+++ SOURCE INFORMATION +++
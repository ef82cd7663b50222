//! Resource types of the FHIR R4 base specification.
//!
//! Used when no core package is loaded, so an R4 session can still tell a
//! known resource type from an unknown one.

pub const R4_RESOURCE_TYPES: &[&str] = &[
    "Account",
    "ActivityDefinition",
    "AdverseEvent",
    "AllergyIntolerance",
    "Appointment",
    "AppointmentResponse",
    "AuditEvent",
    "Basic",
    "Binary",
    "BiologicallyDerivedProduct",
    "BodyStructure",
    "Bundle",
    "CapabilityStatement",
    "CarePlan",
    "CareTeam",
    "CatalogEntry",
    "ChargeItem",
    "ChargeItemDefinition",
    "Claim",
    "ClaimResponse",
    "ClinicalImpression",
    "CodeSystem",
    "Communication",
    "CommunicationRequest",
    "CompartmentDefinition",
    "Composition",
    "ConceptMap",
    "Condition",
    "Consent",
    "Contract",
    "Coverage",
    "CoverageEligibilityRequest",
    "CoverageEligibilityResponse",
    "DetectedIssue",
    "Device",
    "DeviceDefinition",
    "DeviceMetric",
    "DeviceRequest",
    "DeviceUseStatement",
    "DiagnosticReport",
    "DocumentManifest",
    "DocumentReference",
    "EffectEvidenceSynthesis",
    "Encounter",
    "Endpoint",
    "EnrollmentRequest",
    "EnrollmentResponse",
    "EpisodeOfCare",
    "EventDefinition",
    "Evidence",
    "EvidenceVariable",
    "ExampleScenario",
    "ExplanationOfBenefit",
    "FamilyMemberHistory",
    "Flag",
    "Goal",
    "GraphDefinition",
    "Group",
    "GuidanceResponse",
    "HealthcareService",
    "ImagingStudy",
    "Immunization",
    "ImmunizationEvaluation",
    "ImmunizationRecommendation",
    "ImplementationGuide",
    "InsurancePlan",
    "Invoice",
    "Library",
    "Linkage",
    "List",
    "Location",
    "Measure",
    "MeasureReport",
    "Media",
    "Medication",
    "MedicationAdministration",
    "MedicationDispense",
    "MedicationKnowledge",
    "MedicationRequest",
    "MedicationStatement",
    "MedicinalProduct",
    "MedicinalProductAuthorization",
    "MedicinalProductContraindication",
    "MedicinalProductIndication",
    "MedicinalProductIngredient",
    "MedicinalProductInteraction",
    "MedicinalProductManufactured",
    "MedicinalProductPackaged",
    "MedicinalProductPharmaceutical",
    "MedicinalProductUndesirableEffect",
    "MessageDefinition",
    "MessageHeader",
    "MolecularSequence",
    "NamingSystem",
    "NutritionOrder",
    "Observation",
    "ObservationDefinition",
    "OperationDefinition",
    "OperationOutcome",
    "Organization",
    "OrganizationAffiliation",
    "Parameters",
    "Patient",
    "PaymentNotice",
    "PaymentReconciliation",
    "Person",
    "PlanDefinition",
    "Practitioner",
    "PractitionerRole",
    "Procedure",
    "Provenance",
    "Questionnaire",
    "QuestionnaireResponse",
    "RelatedPerson",
    "RequestGroup",
    "ResearchDefinition",
    "ResearchElementDefinition",
    "ResearchStudy",
    "ResearchSubject",
    "RiskAssessment",
    "RiskEvidenceSynthesis",
    "Schedule",
    "SearchParameter",
    "ServiceRequest",
    "Slot",
    "Specimen",
    "SpecimenDefinition",
    "StructureDefinition",
    "StructureMap",
    "Subscription",
    "Substance",
    "SubstanceNucleicAcid",
    "SubstancePolymer",
    "SubstanceProtein",
    "SubstanceReferenceInformation",
    "SubstanceSourceMaterial",
    "SubstanceSpecification",
    "SupplyDelivery",
    "SupplyRequest",
    "Task",
    "TerminologyCapabilities",
    "TestReport",
    "TestScript",
    "ValueSet",
    "VerificationResult",
    "VisionPrescription",
];

/// Elements every resource may carry, whatever its StructureDefinition says
pub const RESOURCE_ELEMENTS: &[&str] = &[
    "resourceType",
    "id",
    "meta",
    "implicitRules",
    "language",
    "text",
    "contained",
    "extension",
    "modifierExtension",
];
+++
§ WHAT IS BEING ASKED: A faithful, complete copy of the entries above is required.

§ TASK SOLUTION:
repository ef82cd7663b50222
//! Resource types of the FHIR R4 base specification.
//!
//! Used when no core package is loaded, so an R4 session can still tell a
//! known resource type from an unknown one.

pub const R4_RESOURCE_TYPES: &[&str] = &[
    "Account",
    "ActivityDefinition",
    "AdverseEvent",
    "AllergyIntolerance",
    "Appointment",
    "AppointmentResponse",
    "AuditEvent",
    "Basic",
    "Binary",
    "BiologicallyDerivedProduct",
    "BodyStructure",
    "Bundle",
    "CapabilityStatement",
    "CarePlan",
    "CareTeam",
    "CatalogEntry",
    "ChargeItem",
    "ChargeItemDefinition",
    "Claim",
    "ClaimResponse",
    "ClinicalImpression",
    "CodeSystem",
    "Communication",
    "CommunicationRequest",
    "CompartmentDefinition",
    "Composition",
    "ConceptMap",
    "Condition",
    "Consent",
    "Contract",
    "Coverage",
    "CoverageEligibilityRequest",
    "CoverageEligibilityResponse",
    "DetectedIssue",
    "Device",
    "DeviceDefinition",
    "DeviceMetric",
    "DeviceRequest",
    "DeviceUseStatement",
    "DiagnosticReport",
    "DocumentManifest",
    "DocumentReference",
    "EffectEvidenceSynthesis",
    "Encounter",
    "Endpoint",
    "EnrollmentRequest",
    "EnrollmentResponse",
    "EpisodeOfCare",
    "EventDefinition",
    "Evidence",
    "EvidenceVariable",
    "ExampleScenario",
    "ExplanationOfBenefit",
    "FamilyMemberHistory",
    "Flag",
    "Goal",
    "GraphDefinition",
    "Group",
    "GuidanceResponse",
    "HealthcareService",
    "ImagingStudy",
    "Immunization",
    "ImmunizationEvaluation",
    "ImmunizationRecommendation",
    "ImplementationGuide",
    "InsurancePlan",
    "Invoice",
    "Library",
    "Linkage",
    "List",
    "Location",
    "Measure",
    "MeasureReport",
    "Media",
    "Medication",
    "MedicationAdministration",
    "MedicationDispense",
    "MedicationKnowledge",
    "MedicationRequest",
    "MedicationStatement",
    "MedicinalProduct",
    "MedicinalProductAuthorization",
    "MedicinalProductContraindication",
    "MedicinalProductIndication",
    "MedicinalProductIngredient",
    "MedicinalProductInteraction",
    "MedicinalProductManufactured",
    "MedicinalProductPackaged",
    "MedicinalProductPharmaceutical",
    "MedicinalProductUndesirableEffect",
    "MessageDefinition",
    "MessageHeader",
    "MolecularSequence",
    "NamingSystem",
    "NutritionOrder",
    "Observation",
    "ObservationDefinition",
    "OperationDefinition",
    "OperationOutcome",
    "Organization",
    "OrganizationAffiliation",
    "Parameters",
    "Patient",
    "PaymentNotice",
    "PaymentReconciliation",
    "Person",
    "PlanDefinition",
    "Practitioner",
    "PractitionerRole",
    "Procedure",
    "Provenance",
    "Questionnaire",
    "QuestionnaireResponse",
    "RelatedPerson",
    "RequestGroup",
    "ResearchDefinition",
    "ResearchElementDefinition",
    "ResearchStudy",
    "ResearchSubject",
    "RiskAssessment",
    "RiskEvidenceSynthesis",
    "Schedule",
    "SearchParameter",
    "ServiceRequest",
    "Slot",
    "Specimen",
    "SpecimenDefinition",
    "StructureDefinition",
    "StructureMap",
    "Subscription",
    "Substance",
    "SubstanceNucleicAcid",
    "SubstancePolymer",
    "SubstanceProtein",
    "SubstanceReferenceInformation",
    "SubstanceSourceMaterial",
    "SubstanceSpecification",
    "SupplyDelivery",
    "SupplyRequest",
    "Task",
    "TerminologyCapabilities",
    "TestReport",
    "TestScript",
    "ValueSet",
    "VerificationResult",
    "VisionPrescription",
];

/// Elements every resource may carry, whatever its StructureDefinition says
pub const RESOURCE_ELEMENTS: &[&str] = &[
    "resourceType",
    "id",
    "meta",
    "implicitRules",
    "language",
    "text",
    "contained",
    "extension",
    "modifierExtension",
];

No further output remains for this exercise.